L'entrée dans le vingt-et-unième siècle voit Citroën continuer d'innover tout en honorant son histoire. En 2016, la marque lance un musée virtuel accessible dans soixante-cinq pays, présentant quatre-vingt-trois modèles emblématiques et permettant aux passionnés du monde entier de découvrir ce patrimoine automobile exceptionnel. En 2019, année du centenaire de la marque, Citroën organise un rassemblement qui réunit plus de dix mille collectionneurs, quatre mille deux cents voitures et soixante mille personnes, démontrant l'attachement profond du public à cette marque iconique. La même année, le SUV Citroën C5 Aircross Hybrid devient le premier modèle hybride rechargeable de la marque, marquant son engagement vers une mobilité plus durable.

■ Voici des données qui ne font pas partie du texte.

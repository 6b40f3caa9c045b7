//! Data source resolution for buffer and image payloads
//!
//! Every [`Buffer`](crate::Buffer) and [`Image`](crate::Image) carries
//! exactly one [`DataSource`]. Resolution classifies the raw reference
//! without touching the file system or the network: local paths are only
//! joined with the base directory, never read.

use crate::alloc::{self, BufferAllocator, CustomBufferId};
use crate::error::Result;
use crate::extensions;
use crate::mime::MimeType;
use crate::options::Extensions;
use crate::uri::{self, Uri};
use base64::alphabet;
use base64::engine::general_purpose::{GeneralPurpose, GeneralPurposeConfig};
use base64::engine::DecodePaddingMode;
use base64::Engine;
use std::path::{Path, PathBuf};

/// Base64 engine accepting payloads with or without trailing padding
const LENIENT_BASE64: GeneralPurpose = GeneralPurpose::new(
    &alphabet::STANDARD,
    GeneralPurposeConfig::new().with_decode_padding_mode(DecodePaddingMode::Indifferent),
);

/// A reference to bytes that live outside the document
#[derive(Debug, Clone, PartialEq)]
pub struct UriSource {
    pub uri: Uri,
    pub mime_type: MimeType,
    /// Local file location joined with the base directory; `None` for remote URIs
    pub path: Option<PathBuf>,
}

/// Bytes decoded during parsing and owned by the asset
#[derive(Debug, Clone, PartialEq)]
pub struct ArraySource {
    pub bytes: Vec<u8>,
    pub mime_type: MimeType,
}

/// Bytes stored in a buffer view of the same asset
#[derive(Debug, Clone, PartialEq)]
pub struct BufferViewSource {
    pub buffer_view: usize,
    pub mime_type: MimeType,
}

/// Bytes handed to a caller-supplied [`BufferAllocator`]
#[derive(Debug, Clone, PartialEq)]
pub struct CustomBufferSource {
    pub id: CustomBufferId,
    pub mime_type: MimeType,
}

/// Resolved origin of a buffer's or image's bytes
#[derive(Debug, Clone, PartialEq)]
pub enum DataSource {
    Uri(UriSource),
    Array(ArraySource),
    BufferView(BufferViewSource),
    CustomBuffer(CustomBufferSource),
    /// The reference could not be classified; reported by validation
    Fallback { reason: String },
}

impl DataSource {
    /// MIME type recorded for the payload
    pub fn mime_type(&self) -> MimeType {
        match self {
            Self::Uri(s) => s.mime_type,
            Self::Array(s) => s.mime_type,
            Self::BufferView(s) => s.mime_type,
            Self::CustomBuffer(s) => s.mime_type,
            Self::Fallback { .. } => MimeType::None,
        }
    }

    pub fn is_fallback(&self) -> bool {
        matches!(self, Self::Fallback { .. })
    }

    pub(crate) fn fallback(reason: impl Into<String>) -> Self {
        Self::Fallback {
            reason: reason.into(),
        }
    }
}

/// Which kind of entity a payload belongs to
#[derive(Debug, Clone, Copy, PartialEq, Eq)]
pub(crate) enum PayloadKind {
    Buffer,
    Image,
}

/// Raw reference as it appears in the document
#[derive(Debug, Clone, Copy)]
pub(crate) enum Reference<'a> {
    Uri(&'a str),
    BufferView(usize),
    /// The GLB binary chunk
    Embedded(&'a [u8]),
}

/// Everything resolution depends on besides the reference itself
pub(crate) struct Resolver<'a> {
    pub base_dir: &'a Path,
    pub enabled: Extensions,
    pub allocator: Option<&'a dyn BufferAllocator>,
}

impl<'a> Resolver<'a> {
    /// Classify a reference into a [`DataSource`]
    ///
    /// Only allocator failures are returned as errors; anything that cannot
    /// be classified, including an empty embedded payload, becomes
    /// [`DataSource::Fallback`].
    pub fn resolve(
        &self,
        reference: Reference<'_>,
        declared: MimeType,
        kind: PayloadKind,
    ) -> Result<DataSource> {
        match reference {
            Reference::BufferView(buffer_view) => Ok(DataSource::BufferView(BufferViewSource {
                buffer_view,
                mime_type: declared,
            })),
            Reference::Embedded(bytes) => self.own(bytes.to_vec(), declared),
            Reference::Uri(raw) => self.resolve_uri(raw, declared, kind),
        }
    }

    fn resolve_uri(&self, raw: &str, declared: MimeType, kind: PayloadKind) -> Result<DataSource> {
        let uri = match Uri::parse(raw) {
            Ok(uri) => uri,
            Err(err) => {
                log::warn!("Unresolvable URI {raw:?}: {err}");
                return Ok(DataSource::fallback(format!("{err} in {raw:?}")));
            }
        };

        if uri.is_data_uri() {
            return match decode_data_uri(uri.path()) {
                Ok((bytes, embedded_mime)) => {
                    let mime = if declared != MimeType::None {
                        declared
                    } else {
                        embedded_mime
                    };
                    self.own(bytes, mime)
                }
                Err(reason) => {
                    log::warn!("Malformed data URI: {reason}");
                    Ok(DataSource::fallback(reason))
                }
            };
        }

        let mime_type = if declared != MimeType::None {
            declared
        } else {
            self.infer_mime(&uri, kind)
        };
        let path = uri.fs_path(self.base_dir);

        Ok(DataSource::Uri(UriSource {
            uri,
            mime_type,
            path,
        }))
    }

    fn infer_mime(&self, uri: &Uri, kind: PayloadKind) -> MimeType {
        let Some(ext) = uri.file_extension() else {
            return MimeType::None;
        };
        match MimeType::from_core_extension(&ext) {
            MimeType::None if kind == PayloadKind::Image => {
                extensions::image_mime_for_extension(&ext, self.enabled)
            }
            mime => mime,
        }
    }

    fn own(&self, bytes: Vec<u8>, mime_type: MimeType) -> Result<DataSource> {
        if bytes.is_empty() {
            log::warn!("Embedded payload is empty");
            return Ok(DataSource::fallback("embedded payload is empty"));
        }
        match self.allocator {
            Some(allocator) => {
                let id = alloc::store(allocator, &bytes, mime_type)?;
                Ok(DataSource::CustomBuffer(CustomBufferSource { id, mime_type }))
            }
            None => Ok(DataSource::Array(ArraySource { bytes, mime_type })),
        }
    }
}

/// Decode the part of a `data:` URI after the scheme
///
/// Format: `[<mediatype>][;base64],<data>`
fn decode_data_uri(rest: &str) -> std::result::Result<(Vec<u8>, MimeType), String> {
    let comma = rest
        .find(',')
        .ok_or_else(|| "data URI has no ',' separator".to_string())?;
    let (header, payload) = (&rest[..comma], &rest[comma + 1..]);

    let mut params = header.split(';');
    let mime = params.next().map(MimeType::parse).unwrap_or_default();
    let is_base64 = params.any(|p| p.eq_ignore_ascii_case("base64"));

    let bytes = if is_base64 {
        LENIENT_BASE64
            .decode(payload.trim())
            .map_err(|e| format!("invalid base64 payload: {e}"))?
    } else {
        uri::percent_decode_bytes(payload).map_err(|e| e.to_string())?
    };

    Ok((bytes, mime))
}

#[cfg(test)]
mod tests {
    use super::*;
    use crate::alloc::MemoryAllocator;

    fn resolver(enabled: Extensions) -> Resolver<'static> {
        Resolver {
            base_dir: Path::new("/models/lamp"),
            enabled,
            allocator: None,
        }
    }

    #[test]
    fn test_data_uri_decodes_into_array() {
        let source = resolver(Extensions::empty())
            .resolve(
                Reference::Uri("data:application/octet-stream;base64,AAECAw=="),
                MimeType::None,
                PayloadKind::Buffer,
            )
            .unwrap();

        match source {
            DataSource::Array(array) => {
                assert_eq!(array.bytes, vec![0, 1, 2, 3]);
                assert_eq!(array.mime_type, MimeType::OctetStream);
            }
            other => panic!("expected array, got {other:?}"),
        }
    }

    #[test]
    fn test_unpadded_base64_is_accepted() {
        let source = resolver(Extensions::empty())
            .resolve(
                Reference::Uri("data:image/png;base64,AAECAw"),
                MimeType::None,
                PayloadKind::Image,
            )
            .unwrap();
        assert_eq!(source.mime_type(), MimeType::Png);
    }

    #[test]
    fn test_relative_path_is_not_read() {
        let source = resolver(Extensions::empty())
            .resolve(Reference::Uri("buffer.bin"), MimeType::None, PayloadKind::Buffer)
            .unwrap();

        let DataSource::Uri(uri) = source else {
            panic!("expected URI source");
        };
        assert!(uri.uri.is_local_path());
        assert_eq!(uri.mime_type, MimeType::OctetStream);
        assert_eq!(uri.path, Some(PathBuf::from("/models/lamp/buffer.bin")));
    }

    #[test]
    fn test_ktx2_inferred_only_with_basisu() {
        let with = resolver(Extensions::KHR_TEXTURE_BASISU)
            .resolve(Reference::Uri("glass.ktx2"), MimeType::None, PayloadKind::Image)
            .unwrap();
        let without = resolver(Extensions::empty())
            .resolve(Reference::Uri("glass.ktx2"), MimeType::None, PayloadKind::Image)
            .unwrap();

        assert_eq!(with.mime_type(), MimeType::Ktx2);
        assert_eq!(without.mime_type(), MimeType::None);
    }

    #[test]
    fn test_declared_mime_wins() {
        let source = resolver(Extensions::empty())
            .resolve(Reference::Uri("texture.png"), MimeType::Jpeg, PayloadKind::Image)
            .unwrap();
        assert_eq!(source.mime_type(), MimeType::Jpeg);
    }

    #[test]
    fn test_remote_uri_is_classified_without_path() {
        let source = resolver(Extensions::empty())
            .resolve(
                Reference::Uri("https://cdn.example.com/a.png"),
                MimeType::None,
                PayloadKind::Image,
            )
            .unwrap();

        let DataSource::Uri(uri) = source else {
            panic!("expected URI source");
        };
        assert!(!uri.uri.is_local_path());
        assert_eq!(uri.path, None);
    }

    #[test]
    fn test_malformed_references_fall_back() {
        let r = resolver(Extensions::empty());
        for raw in ["data:image/png;base64", "data:;base64,@@@@", "bad%zzname.png", ""] {
            let source = r
                .resolve(Reference::Uri(raw), MimeType::None, PayloadKind::Image)
                .unwrap();
            assert!(source.is_fallback(), "{raw:?} should fall back");
        }
    }

    #[test]
    fn test_allocator_receives_embedded_bytes() {
        let allocator = MemoryAllocator::new();
        let r = Resolver {
            base_dir: Path::new("."),
            enabled: Extensions::empty(),
            allocator: Some(&allocator),
        };

        let source = r
            .resolve(Reference::Embedded(&[1, 2, 3]), MimeType::None, PayloadKind::Buffer)
            .unwrap();

        let DataSource::CustomBuffer(custom) = source else {
            panic!("expected custom buffer");
        };
        assert_eq!(allocator.read(custom.id), Some(vec![1, 2, 3]));
    }

    #[test]
    fn test_empty_payload_never_reaches_allocator() {
        let allocator = MemoryAllocator::new();
        let r = Resolver {
            base_dir: Path::new("."),
            enabled: Extensions::empty(),
            allocator: Some(&allocator),
        };

        let source = r
            .resolve(
                Reference::Uri("data:image/png;base64,"),
                MimeType::None,
                PayloadKind::Image,
            )
            .unwrap();
        assert!(source.is_fallback());
        assert_eq!(allocator.region_count(), 0);
    }

    #[test]
    fn test_buffer_view_reference() {
        let source = resolver(Extensions::empty())
            .resolve(Reference::BufferView(4), MimeType::Png, PayloadKind::Image)
            .unwrap();
        assert_eq!(
            source,
            DataSource::BufferView(BufferViewSource {
                buffer_view: 4,
                mime_type: MimeType::Png
            })
        );
    }
}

En 2020, le lancement d'AMI, un véhicule électrique ultra-compact accessible sans permis, illustre la capacité de Citroën à répondre aux nouveaux enjeux de mobilité urbaine tout en restant fidèle à sa philosophie d'accessibilité.
Aujourd'hui, l'héritage d'André Citroën demeure vivant. Le fondateur, qui fut également le premier employeur de France à rémunérer ses employés avec un treizième mois dès 1927, a laissé une empreinte indélébile dans l'histoire industrielle et sociale française. Son esprit visionnaire, son audace commerciale et sa passion pour l'innovation continuent d'inspirer les générations successives d'ingénieurs et de dirigeants. De l'usine du quai de Javel aux structures modernes de Stellantis, l'histoire de Citroën reste celle d'une aventure humaine exceptionnelle, portée par un homme dont le nom, issu du néerlandais Citroen en référence à ses origines familiales de marchands d'agrumes, est devenu synonyme d'innovation automobile à travers le monde entier.